Additionally, a good and faithful adaptation must focus running themes of the games: love and sanity.
The protagonist and antagonist should somehow embody something about love. In Silent Hill you had the love Harry felt for his adopted daughter standing in opposition to the lack of love her own biological mother felt. In Silent Hill 2, James embodies two similar extremes. One part of him loved his wife enough to follow her into hell just to see her again – Laura parallels this side of him (and some suggest that she is another hallucination on his part, which makes sense on a few levels). Another part of him was selfish and full of self-love, as seen with the revelation that James killed Mary because he couldn’t handle nursing her (the In Water ending makes it clear that he didn’t do it to ease her suffering). In Silent Hill 3 it is Heather’s love for Harry that causes her to go to Silent Hill to seek revenge, Claudia’s love for Alessa is the driving force of her character, and the game draws the contrast between the father-daughter relationships that Claudia and Heather were a part of. Love may not be the most unique theme, but it’s a powerful way to get the audience to connect with the action, to connect with some characters and to despise others.
The supernatural and horror elements that the series is known for also goes hand-in-hand with the question of sanity.
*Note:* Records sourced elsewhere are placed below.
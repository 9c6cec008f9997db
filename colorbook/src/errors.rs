use axum::{
    Json,
    http::StatusCode,
    response::{IntoResponse, Response},
};
use serde::{Deserialize, Serialize};
use std::time::Duration;
use thiserror::Error as ThisError;

/// Every way a generation request can end without an image.
///
/// Each variant maps to exactly one HTTP status and one user-facing message. None of them are
/// retried.
#[derive(ThisError, Debug)]
pub enum Error {
    /// The route only accepts POST
    #[error("Method not allowed")]
    MethodNotAllowed,

    /// The body could not be parsed as multipart/form-data
    #[error("Invalid multipart form: {message}")]
    MalformedUpload { message: String },

    /// No `image` field in the form
    #[error("No image uploaded")]
    MissingFile,

    /// Body exceeded the configured limit
    #[error("Upload exceeds maximum allowed size of {limit} bytes")]
    PayloadTooLarge { limit: u64 },

    /// Declared file type is unknown or outside the allow-list
    #[error("Unsupported file type: {}", mime_type.as_deref().unwrap_or("unknown"))]
    UnsupportedMediaType { mime_type: Option<String> },

    /// The upload could not be decoded, resized or re-encoded
    #[error("Failed to process image: {message}")]
    CompressionFailed { message: String },

    /// The generation service answered without an image
    #[error("No image returned by the generation service")]
    GenerationEmpty,

    /// Transport or service-side failure from the generation service
    #[error("{message}")]
    GenerationFailed { message: String },

    /// The request outlived the server's request timeout
    #[error("Request timed out after {after:?}")]
    TimedOut { after: Duration },

    /// Generic internal service error
    #[error("Failed to {operation}")]
    Internal { operation: String },
}

/// JSON body of every failed response.
#[derive(Debug, Serialize, Deserialize)]
pub struct ErrorResponse {
    pub error: String,
}

impl Error {
    pub fn status_code(&self) -> StatusCode {
        match self {
            Error::MethodNotAllowed => StatusCode::METHOD_NOT_ALLOWED,
            Error::MalformedUpload { .. }
            | Error::MissingFile
            | Error::PayloadTooLarge { .. }
            | Error::UnsupportedMediaType { .. } => StatusCode::BAD_REQUEST,
            Error::CompressionFailed { .. }
            | Error::GenerationEmpty
            | Error::GenerationFailed { .. }
            | Error::TimedOut { .. }
            | Error::Internal { .. } => {
                StatusCode::INTERNAL_SERVER_ERROR
            }
        }
    }

    /// Message returned to the caller.
    ///
    /// Client errors keep their short canonical wording; server-side failures carry the
    /// underlying message so the frontend can show what went wrong upstream.
    pub fn user_message(&self) -> String {
        match self {
            Error::MalformedUpload { .. } => "Invalid multipart form".to_string(),
            Error::UnsupportedMediaType { .. } => "Unsupported file type".to_string(),
            _ => self.to_string(),
        }
    }
}

impl IntoResponse for Error {
    fn into_response(self) -> Response {
        // Log full error details - different log levels based on severity
        match &self {
            Error::CompressionFailed { .. }
            | Error::GenerationEmpty
            | Error::GenerationFailed { .. }
            | Error::TimedOut { .. }
            | Error::Internal { .. } => {
                tracing::error!("Image pipeline error: {:#}", self);
            }
            Error::MethodNotAllowed
            | Error::MalformedUpload { .. }
            | Error::MissingFile
            | Error::PayloadTooLarge { .. }
            | Error::UnsupportedMediaType { .. } => {
                tracing::debug!("Client error: {}", self);
            }
        }

        let body = ErrorResponse {
            error: self.user_message(),
        };
        (self.status_code(), Json(body)).into_response()
    }
}

/// Convert from I/O errors on temporary artifacts
impl From<std::io::Error> for Error {
    fn from(err: std::io::Error) -> Self {
        Error::Internal {
            operation: format!("access temporary file: {err}"),
        }
    }
}

/// Type alias for pipeline results
pub type Result<T> = std::result::Result<T, Error>;

#[cfg(test)]
mod tests {
    use super::*;

    #[test]
    fn test_status_codes() {
        assert_eq!(Error::MethodNotAllowed.status_code(), StatusCode::METHOD_NOT_ALLOWED);
        assert_eq!(Error::MissingFile.status_code(), StatusCode::BAD_REQUEST);
        assert_eq!(
            Error::MalformedUpload { message: "eof".into() }.status_code(),
            StatusCode::BAD_REQUEST
        );
        assert_eq!(
            Error::UnsupportedMediaType { mime_type: None }.status_code(),
            StatusCode::BAD_REQUEST
        );
        // Oversized bodies are an input-validation failure like any other
        assert_eq!(Error::PayloadTooLarge { limit: 10 }.status_code(), StatusCode::BAD_REQUEST);
        assert_eq!(
            Error::CompressionFailed { message: "bad".into() }.status_code(),
            StatusCode::INTERNAL_SERVER_ERROR
        );
        assert_eq!(Error::GenerationEmpty.status_code(), StatusCode::INTERNAL_SERVER_ERROR);
        assert_eq!(
            Error::TimedOut {
                after: Duration::from_secs(120)
            }
            .status_code(),
            StatusCode::INTERNAL_SERVER_ERROR
        );
        assert_eq!(
            Error::GenerationFailed { message: "boom".into() }.status_code(),
            StatusCode::INTERNAL_SERVER_ERROR
        );
    }

    #[test]
    fn test_user_messages() {
        assert_eq!(Error::MissingFile.user_message(), "No image uploaded");
        assert_eq!(Error::MethodNotAllowed.user_message(), "Method not allowed");
        assert_eq!(
            Error::MalformedUpload { message: "boundary".into() }.user_message(),
            "Invalid multipart form"
        );
        assert_eq!(
            Error::UnsupportedMediaType {
                mime_type: Some("image/gif".into())
            }
            .user_message(),
            "Unsupported file type"
        );
        // Upstream messages pass through untouched
        assert_eq!(
            Error::GenerationFailed {
                message: "Invalid API key".into()
            }
            .user_message(),
            "Invalid API key"
        );
    }

    #[tokio::test]
    async fn test_into_response_is_json() {
        let response = Error::MissingFile.into_response();
        assert_eq!(response.status(), StatusCode::BAD_REQUEST);

        let bytes = axum::body::to_bytes(response.into_body(), usize::MAX).await.unwrap();
        let body: ErrorResponse = serde_json::from_slice(&bytes).unwrap();
        assert_eq!(body.error, "No image uploaded");
    }
}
This is most notable in Silent Hill 2, where pretty much every character is, in some way, struggling with their pasts which have driven them mad. Who can forget the line in Silent Hill 3 where Vincent says to Heather, “they look like monsters to you!” What could that mean, is Heather hallucinating? Perhaps it’s just Vincent committing a nice little mindfuck on both you and your avatar. Either way, the events throughout the film shouldn’t be assumed to be truth. The supernatural must have elements of it that imply psychosis. By the end of it, we shouldn’t be sure what was real and what wasn’t.

I love him too, but I don't want to see him unless a character like James somehow figures into the plot!
Finally, Pyramid Head shouldn’t be shoehorned into the story. That monster maybe iconic, but it makes very little sense to have him show up and wreck shit if he isn’t a character’s manifestation of their own guilt. The purpose of this creature is not even some subtle metaphor to be divined – James Sunderland realizes this himself and it a pretty climatic moment in the game.
Until this happens, perhaps you should just go and watch Jacob’s Ladder. This classic is not just an inspiration to the games, but also quite a bit better than the Silent Hill movie we got.